## TASK GOAL:
Please quote exactly the opening lines of the data, from the first line to the one where "archive was reused." appears.

## SOURCE MATERIAL:
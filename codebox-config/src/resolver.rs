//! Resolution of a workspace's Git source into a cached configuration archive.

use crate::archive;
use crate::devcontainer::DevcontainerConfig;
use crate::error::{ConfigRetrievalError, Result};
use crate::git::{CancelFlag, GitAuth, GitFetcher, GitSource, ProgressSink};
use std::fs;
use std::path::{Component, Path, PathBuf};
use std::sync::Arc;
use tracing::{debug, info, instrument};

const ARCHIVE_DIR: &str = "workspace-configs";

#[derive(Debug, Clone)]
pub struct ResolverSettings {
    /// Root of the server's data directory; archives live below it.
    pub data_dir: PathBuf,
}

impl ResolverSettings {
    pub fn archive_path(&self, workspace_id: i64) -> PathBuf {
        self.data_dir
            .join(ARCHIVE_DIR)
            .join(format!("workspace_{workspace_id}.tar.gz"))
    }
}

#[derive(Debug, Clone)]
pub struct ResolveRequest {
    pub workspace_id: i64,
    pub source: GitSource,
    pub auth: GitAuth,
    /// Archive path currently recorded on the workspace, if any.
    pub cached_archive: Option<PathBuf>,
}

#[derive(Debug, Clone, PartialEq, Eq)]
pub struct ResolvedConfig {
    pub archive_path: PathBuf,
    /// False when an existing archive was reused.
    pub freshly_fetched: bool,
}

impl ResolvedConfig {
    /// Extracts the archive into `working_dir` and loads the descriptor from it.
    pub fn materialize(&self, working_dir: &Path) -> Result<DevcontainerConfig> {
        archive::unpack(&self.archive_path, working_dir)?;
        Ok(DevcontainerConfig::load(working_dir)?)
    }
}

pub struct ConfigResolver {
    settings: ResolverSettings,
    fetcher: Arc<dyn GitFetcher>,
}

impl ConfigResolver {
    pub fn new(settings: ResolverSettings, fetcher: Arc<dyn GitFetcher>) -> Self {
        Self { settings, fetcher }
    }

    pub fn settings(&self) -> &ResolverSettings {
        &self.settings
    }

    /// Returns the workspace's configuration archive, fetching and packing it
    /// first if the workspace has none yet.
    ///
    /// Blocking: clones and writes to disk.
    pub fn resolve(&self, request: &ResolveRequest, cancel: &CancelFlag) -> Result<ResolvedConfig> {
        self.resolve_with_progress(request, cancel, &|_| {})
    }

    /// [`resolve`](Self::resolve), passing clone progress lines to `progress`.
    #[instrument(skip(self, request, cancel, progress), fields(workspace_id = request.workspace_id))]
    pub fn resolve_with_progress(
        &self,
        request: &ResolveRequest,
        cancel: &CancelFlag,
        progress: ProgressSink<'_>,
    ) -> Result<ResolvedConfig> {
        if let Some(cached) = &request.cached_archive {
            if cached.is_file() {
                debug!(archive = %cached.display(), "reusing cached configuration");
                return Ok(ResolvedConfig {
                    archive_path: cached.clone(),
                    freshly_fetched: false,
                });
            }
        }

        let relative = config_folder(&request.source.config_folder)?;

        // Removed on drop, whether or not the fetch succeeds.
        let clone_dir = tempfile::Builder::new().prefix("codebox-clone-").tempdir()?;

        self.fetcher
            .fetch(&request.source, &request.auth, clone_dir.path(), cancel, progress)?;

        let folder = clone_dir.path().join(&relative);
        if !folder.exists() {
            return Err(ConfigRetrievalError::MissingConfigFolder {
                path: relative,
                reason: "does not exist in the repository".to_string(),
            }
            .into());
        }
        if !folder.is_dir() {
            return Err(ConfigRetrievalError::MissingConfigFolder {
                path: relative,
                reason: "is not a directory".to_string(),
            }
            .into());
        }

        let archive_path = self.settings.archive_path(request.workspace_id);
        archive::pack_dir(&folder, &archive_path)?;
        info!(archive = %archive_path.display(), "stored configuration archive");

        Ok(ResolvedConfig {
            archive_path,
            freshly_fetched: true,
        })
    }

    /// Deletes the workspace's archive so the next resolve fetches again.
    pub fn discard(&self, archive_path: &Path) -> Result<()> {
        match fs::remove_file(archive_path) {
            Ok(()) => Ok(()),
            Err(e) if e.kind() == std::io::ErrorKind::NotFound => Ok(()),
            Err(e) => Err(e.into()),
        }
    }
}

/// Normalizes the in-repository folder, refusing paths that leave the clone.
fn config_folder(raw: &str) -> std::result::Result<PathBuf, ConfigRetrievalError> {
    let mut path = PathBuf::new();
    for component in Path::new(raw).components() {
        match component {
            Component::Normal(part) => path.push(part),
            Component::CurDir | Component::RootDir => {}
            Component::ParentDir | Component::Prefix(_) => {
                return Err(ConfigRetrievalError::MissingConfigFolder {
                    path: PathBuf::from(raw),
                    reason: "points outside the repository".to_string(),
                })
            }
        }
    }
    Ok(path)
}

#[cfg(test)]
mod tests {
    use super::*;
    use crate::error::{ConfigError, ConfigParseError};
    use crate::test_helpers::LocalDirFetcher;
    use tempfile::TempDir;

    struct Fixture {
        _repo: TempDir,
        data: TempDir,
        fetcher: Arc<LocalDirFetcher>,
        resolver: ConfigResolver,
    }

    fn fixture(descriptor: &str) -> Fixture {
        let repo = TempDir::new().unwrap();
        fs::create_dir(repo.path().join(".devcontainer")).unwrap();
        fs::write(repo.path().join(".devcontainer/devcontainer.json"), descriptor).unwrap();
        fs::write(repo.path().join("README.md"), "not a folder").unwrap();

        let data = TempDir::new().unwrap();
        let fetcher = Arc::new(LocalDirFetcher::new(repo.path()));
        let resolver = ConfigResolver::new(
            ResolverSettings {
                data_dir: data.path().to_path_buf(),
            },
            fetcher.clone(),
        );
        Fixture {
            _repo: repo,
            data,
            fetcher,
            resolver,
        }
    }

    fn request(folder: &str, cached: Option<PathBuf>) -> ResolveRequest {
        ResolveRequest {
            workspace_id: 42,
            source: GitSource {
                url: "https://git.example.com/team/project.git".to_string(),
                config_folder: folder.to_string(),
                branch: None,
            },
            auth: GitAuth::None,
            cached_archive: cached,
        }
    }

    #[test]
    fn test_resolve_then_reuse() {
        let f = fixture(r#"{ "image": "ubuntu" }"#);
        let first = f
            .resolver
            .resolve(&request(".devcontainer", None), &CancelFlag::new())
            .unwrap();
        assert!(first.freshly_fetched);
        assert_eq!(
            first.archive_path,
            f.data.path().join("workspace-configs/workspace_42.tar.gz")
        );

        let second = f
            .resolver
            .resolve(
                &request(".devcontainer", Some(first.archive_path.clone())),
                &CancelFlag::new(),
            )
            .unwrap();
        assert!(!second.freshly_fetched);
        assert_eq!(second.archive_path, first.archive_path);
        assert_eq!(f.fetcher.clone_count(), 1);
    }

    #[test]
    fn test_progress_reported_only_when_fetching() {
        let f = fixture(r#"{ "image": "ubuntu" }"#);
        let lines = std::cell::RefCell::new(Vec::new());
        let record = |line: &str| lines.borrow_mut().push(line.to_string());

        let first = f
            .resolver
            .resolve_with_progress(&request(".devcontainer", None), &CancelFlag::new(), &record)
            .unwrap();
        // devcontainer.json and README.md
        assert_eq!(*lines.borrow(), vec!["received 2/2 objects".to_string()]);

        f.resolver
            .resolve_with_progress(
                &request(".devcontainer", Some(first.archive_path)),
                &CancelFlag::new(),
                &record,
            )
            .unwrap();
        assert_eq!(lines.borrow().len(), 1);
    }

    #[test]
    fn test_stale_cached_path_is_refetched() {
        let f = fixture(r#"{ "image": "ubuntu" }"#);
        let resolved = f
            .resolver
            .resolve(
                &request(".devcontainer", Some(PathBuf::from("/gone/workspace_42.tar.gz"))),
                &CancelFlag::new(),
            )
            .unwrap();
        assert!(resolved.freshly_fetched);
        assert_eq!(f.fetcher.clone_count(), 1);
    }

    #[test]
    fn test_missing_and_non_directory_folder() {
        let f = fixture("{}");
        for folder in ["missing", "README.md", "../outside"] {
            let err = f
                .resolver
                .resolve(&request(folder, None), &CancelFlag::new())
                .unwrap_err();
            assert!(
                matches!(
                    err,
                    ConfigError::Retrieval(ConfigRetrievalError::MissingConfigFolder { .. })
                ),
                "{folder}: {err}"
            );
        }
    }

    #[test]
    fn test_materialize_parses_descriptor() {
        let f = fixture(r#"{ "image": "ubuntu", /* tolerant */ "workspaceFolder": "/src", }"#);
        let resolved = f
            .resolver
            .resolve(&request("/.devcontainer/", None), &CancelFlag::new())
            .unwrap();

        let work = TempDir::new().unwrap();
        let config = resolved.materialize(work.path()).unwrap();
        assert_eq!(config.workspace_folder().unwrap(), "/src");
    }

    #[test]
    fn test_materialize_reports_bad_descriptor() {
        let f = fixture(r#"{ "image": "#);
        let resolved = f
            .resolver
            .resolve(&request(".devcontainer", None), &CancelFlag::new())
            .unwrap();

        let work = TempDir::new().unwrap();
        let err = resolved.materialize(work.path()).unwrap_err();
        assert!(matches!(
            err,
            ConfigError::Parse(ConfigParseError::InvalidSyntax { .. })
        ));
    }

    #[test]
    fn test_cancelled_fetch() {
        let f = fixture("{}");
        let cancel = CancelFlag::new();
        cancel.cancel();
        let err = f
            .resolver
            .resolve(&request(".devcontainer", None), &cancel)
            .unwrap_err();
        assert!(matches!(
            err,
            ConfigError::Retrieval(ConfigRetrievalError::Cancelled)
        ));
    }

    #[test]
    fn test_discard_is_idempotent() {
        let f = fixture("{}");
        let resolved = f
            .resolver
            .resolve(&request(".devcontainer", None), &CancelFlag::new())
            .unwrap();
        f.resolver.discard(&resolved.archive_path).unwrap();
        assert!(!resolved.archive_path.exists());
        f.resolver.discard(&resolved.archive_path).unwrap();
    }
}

## SOLUTION:
filename codebox-config/src/resolver.rs
//! Resolution of a workspace's Git source into a cached configuration archive.

use crate::archive;
use crate::devcontainer::DevcontainerConfig;
use crate::error::{ConfigRetrievalError, Result};
use crate::git::{CancelFlag, GitAuth, GitFetcher, GitSource, ProgressSink};
use std::fs;
use std::path::{Component, Path, PathBuf};
use std::sync::Arc;
use tracing::{debug, info, instrument};

const ARCHIVE_DIR: &str = "workspace-configs";

#[derive(Debug, Clone)]
pub struct ResolverSettings {
    /// Root of the server's data directory; archives live below it.
    pub data_dir: PathBuf,
}

impl ResolverSettings {
    pub fn archive_path(&self, workspace_id: i64) -> PathBuf {
        self.data_dir
            .join(ARCHIVE_DIR)
            .join(format!("workspace_{workspace_id}.tar.gz"))
    }
}

#[derive(Debug, Clone)]
pub struct ResolveRequest {
    pub workspace_id: i64,
    pub source: GitSource,
    pub auth: GitAuth,
    /// Archive path currently recorded on the workspace, if any.
    pub cached_archive: Option<PathBuf>,
}

#[derive(Debug, Clone, PartialEq, Eq)]
pub struct ResolvedConfig {
    pub archive_path: PathBuf,
    /// False when an existing archive was reused.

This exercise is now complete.